Leafs news turned to the coaching search on Tuesday when John Chayka said the Toronto Maple Leafs are in the final phases of hiring a coach and should make a decision in the next several days. The job has been open since May 13, and the move now sits at the center of Toronto’s offseason plan.
Chayka Sets the Timeline
“I think we are on the final phases at this stage,” Chayka said Tuesday. “It's been a pretty thorough process so far and we've taken our time with it.” He added, “We've had some in-person meetings recently and we are getting down to decision time, so it should be in the next, you know, several days.”
That gives the Maple Leafs a short runway to settle the position after going without a head coach since Craig Berube was fired on May 13. Berube went 84-62-18 in two seasons after replacing Sheldon Keefe, a span that ended with Toronto still searching for a different direction behind the bench.
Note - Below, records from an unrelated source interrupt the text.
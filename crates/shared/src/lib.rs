pub mod catalog;
pub mod domain;
pub mod error;
//! Gaussian kernel calibrated to a target perplexity.

/// Outcome of [`gaussian_with_perplexity`].
#[derive(Debug, Clone, PartialEq)]
pub struct Calibration {
    /// Normalized affinities, same length as the input distances.
    pub probabilities: Vec<f32>,
    /// Final precision of the kernel.
    pub beta: f64,
    /// False if the search ran out of iterations and fell back to uniform.
    pub converged: bool,
}

/// Turn squared distances into a distribution `p_j ∝ exp(-beta * d_j)` whose
/// perplexity is `perplexity`, by bisection on `beta` starting at 1.
///
/// Position `ignore` (the point itself) gets probability zero and is left
/// out of the entropy. If no `beta` within `tolerance` is found in
/// `max_iterations` steps the result is uniform over the other positions.
pub fn gaussian_with_perplexity(
    sq_distances: &[f32],
    perplexity: f64,
    max_iterations: usize,
    tolerance: f64,
    ignore: Option<usize>,
) -> Calibration {
    let n = sq_distances.len();
    let counted = n - usize::from(ignore.is_some_and(|i| i < n));
    if counted == 0 {
        return Calibration {
            probabilities: vec![0.0; n],
            beta: 1.0,
            converged: false,
        };
    }

    let target = perplexity.ln();
    let mut beta = 1.0f64;
    let mut min_beta: Option<f64> = None;
    let mut max_beta: Option<f64> = None;
    let mut kernel = vec![0.0f64; n];

    for _ in 0..max_iterations {
        let mut sum = f64::MIN_POSITIVE;
        for (j, (&d, k)) in sq_distances.iter().zip(kernel.iter_mut()).enumerate() {
            if Some(j) == ignore {
                *k = 0.0;
                continue;
            }
            *k = (-beta * f64::from(d)).exp();
            sum += *k;
        }

        let weighted: f64 = sq_distances
            .iter()
            .zip(&kernel)
            .map(|(&d, &k)| f64::from(d) * k)
            .sum();
        let entropy = beta * weighted / sum + sum.ln();
        let diff = entropy - target;

        if diff.abs() < tolerance {
            return Calibration {
                probabilities: kernel.iter().map(|&k| (k / sum) as f32).collect(),
                beta,
                converged: true,
            };
        }

        if diff > 0.0 {
            min_beta = Some(beta);
            beta = match max_beta {
                Some(hi) => (beta + hi) / 2.0,
                None => beta * 2.0,
            };
        } else {
            max_beta = Some(beta);
            beta = match min_beta {
                Some(lo) => (beta + lo) / 2.0,
                None => beta / 2.0,
            };
        }
    }

    let uniform = 1.0 / counted as f32;
    let probabilities = (0..n)
        .map(|j| if Some(j) == ignore { 0.0 } else { uniform })
        .collect();
    Calibration {
        probabilities,
        beta,
        converged: false,
    }
}
impl<R: AffinityRow> HealthCheck for Hierarchy<R> {
    fn health_check(&self) -> HealthReport {
        let mut validation = ValidationReport::new();
        let scales = self.scales();

        match scales.first() {
            Some(s0) => check_first(&mut validation, s0),
            None => validation.info("hierarchy is not initialized"),
        }
        for s in 1..scales.len() {
            check_scale(&mut validation, s, &scales[s - 1], &scales[s]);
        }

        let empty_transition_rows = scales
            .iter()
            .skip(1)
            .flat_map(|s| s.transition_matrix.iter())
            .filter(|r| r.is_empty())
            .count();
        if empty_transition_rows > 0 {
            validation.warn(format!(
                "{empty_transition_rows} transition rows above scale 0 are empty"
            ));
        }

        HealthReport {
            validation,
            scale_sizes: scales.iter().map(Scale::len).collect(),
            transition_entries: scales
                .iter()
                .flat_map(|s| s.transition_matrix.iter())
                .map(AffinityRow::len)
                .sum(),
            aoi_entries: scales
                .iter()
                .flat_map(|s| s.area_of_influence.iter())
                .map(AffinityRow::len)
                .sum(),
            empty_transition_rows,
        }
    }
}

impl<R: AffinityRow> Hierarchy<R> {
    /// Check every structural invariant; see [`HealthCheck`] for statistics.
    pub fn validate(&self) -> ValidationReport {
        self.health_check().validation
    }
}

#[cfg(test)]
#[allow(clippy::unwrap_used)]
mod tests {
    use super::*;
    use crate::sparse::SortedRow;
    use crate::{HsneParams, LandmarkPolicy};

    fn row(e: &[(u32, f32)]) -> SortedRow {
        e.iter().copied().collect()
    }

    fn ring(n: u32) -> Vec<SortedRow> {
        (0..n)
            .map(|i| row(&[((i + n - 1) % n, 0.5), ((i + 1) % n, 0.5)]))
            .collect()
    }

    #[test]
    fn worst_issue_decides_health() {
        let mut report = ValidationReport::new();
        assert!(report.is_healthy());
        assert_eq!(report.worst(), None);

        report.add(ValidationIssue::new(Severity::Warning, "scale grew").with_scale(2));
        assert!(report.is_healthy());
        report.add(ValidationIssue::new(Severity::Critical, "length mismatch").with_scale(1));
        report.add(ValidationIssue::new(Severity::Error, "bad key").with_scale(1));
        assert!(!report.is_healthy());
        assert_eq!(report.worst(), Some(Severity::Critical));
        assert_eq!(report.count(Severity::Error), 1);
        assert!(report.to_string().starts_with("3 issues, worst CRITICAL"));
    }

    #[test]
    fn empty_transition_rows_only_warn() {
        // Two disconnected pairs: each landmark has no one to link to.
        let pairs = vec![row(&[(1, 1.0)]), row(&[(0, 1.0)]), row(&[(3, 1.0)]), row(&[(2, 1.0)])];
        let params = HsneParams::new()
            .with_seed(3)
            .with_landmark_policy(LandmarkPolicy::fixed_ratio(0.5));
        let mut h: Hierarchy = Hierarchy::new(params).unwrap();
        h.initialize_from_similarities(pairs).unwrap();
        h.add_scale().unwrap();

        let report = h.health_check();
        assert!(report.is_healthy(), "{report}");
        assert_eq!(report.empty_transition_rows, 2);
        assert_eq!(report.validation.worst(), Some(Severity::Warning));
        assert_eq!(report.transition_entries, 4);
    }

    #[test]
    fn issue_display_names_scale_and_row() {
        let issue = ValidationIssue::new(Severity::Error, "transition row sum out of bounds")
            .with_scale(2)
            .with_index(7)
            .with_context("sum 0.5");
        assert_eq!(
            issue.to_string(),
            "[ERROR] scale 2 row 7: transition row sum out of bounds (sum 0.5)"
        );
        let bare = ValidationIssue::new(Severity::Info, "hierarchy is not initialized");
        assert_eq!(bare.to_string(), "[INFO]: hierarchy is not initialized");
    }

    #[test]
    fn built_hierarchy_is_healthy() {
        let params = HsneParams::new()
            .with_seed(9)
            .with_landmark_policy(LandmarkPolicy::fixed_ratio(0.05));
        let mut h: Hierarchy = Hierarchy::new(params).unwrap();
        h.initialize_from_similarities(ring(100)).unwrap();
        h.add_scale().unwrap();
        let report = h.health_check();
        assert!(report.is_healthy(), "{}", report);
        assert_eq!(report.scale_sizes, vec![100, 5]);
    }

    #[test]
    fn broken_mapping_is_reported() {
        let s0 = Scale::first(ring(4));
        let mut s1 = Scale {
            landmark_to_original_data_idx: vec![0, 2],
            landmark_to_previous_scale_idx: vec![0, 2],
            previous_scale_to_landmark_idx: vec![0, -1, 1, -1],
            landmark_weight: vec![2.0, 2.0],
            transition_matrix: vec![row(&[(1, 1.0)]), row(&[(0, 1.0)])],
            area_of_influence: vec![
                row(&[(0, 1.0)]),
                row(&[(0, 0.5), (1, 0.5)]),
                row(&[(1, 1.0)]),
                row(&[(0, 0.5), (1, 0.5)]),
            ],
        };
        let ok = Hierarchy::from_scales(HsneParams::new(), vec![s0.clone(), s1.clone()]).unwrap();
        assert!(ok.validate().is_healthy(), "{}", ok.validate());

        s1.previous_scale_to_landmark_idx[2] = -1;
        s1.area_of_influence[1] = row(&[(0, 0.9), (5, 0.9)]);
        let bad = Hierarchy::from_scales(HsneParams::new(), vec![s0, s1]).unwrap();
        let report = bad.validate();
        assert!(!report.is_healthy());
        let messages: Vec<&str> = report.issues.iter().map(|i| i.message.as_str()).collect();
        assert!(messages.contains(&"landmark mappings do not invert"));
        assert!(messages.contains(&"area of influence key out of range"));
        assert!(messages.contains(&"area of influence row sum out of bounds"));
    }
}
Toronto's Organizational Shift
Chayka has already framed the coaching change as part of a larger reset. Last month, he said, “We didn't make this decision in a vacuum.” He also said, “It's a bigger picture decision and it's not just about the coach. … Just feel like there's some things we need to change and do better and be better, and that starts with (Mats Sundin) and myself at the top with Maple Leaf Sports & Entertainment CEO Keith (Pelley) and the board aligned on a vision and the path ahead.”
The structure around the decision has changed quickly. The Maple Leafs hired Chayka as general manager and Mats Sundin as senior executive adviser on May 3, then fired Berube 10 days later. Toronto’s front office now has to line up a coach with the roster and the broader vision Chayka has described.
Roster Moves Keep Coming
The coaching search is happening while the roster is still being reshaped. On Tuesday, Toronto traded goalie Joseph Woll and defenseman Simon Benoit to the Philadelphia Flyers for goalie Samuel Ersson, defenseman Emil Andrae and a third-round pick in the 2026 NHL Draft.
Chayka said of the trade, “Mats and I have been working pretty hard now for the last several weeks coming up with what we think is a pretty comprehensive offseason plan, and this is a move we feel that is a part of that.” He also said, “There's lots of work to be done with the roster.” On Ersson specifically, he said, “(Ersson's) a good young goaltender; he's someone we identified with upside and someone our staff could work with, so we will get together with (director, goaltending development and scouting) Curtis McElhinney and make that decision.”
The coaching call lands with real urgency because Toronto finished last in the Atlantic Division, 15th in the Eastern Conference and missed the Stanley Cup Playoffs for the first time since 2016-17 after losing its last seven games. The club also has the No. 1 pick at the 2026 Upper Deck NHL Draft in Buffalo on June 26, so the next coach will walk into an offseason that already has major roster decisions attached to it.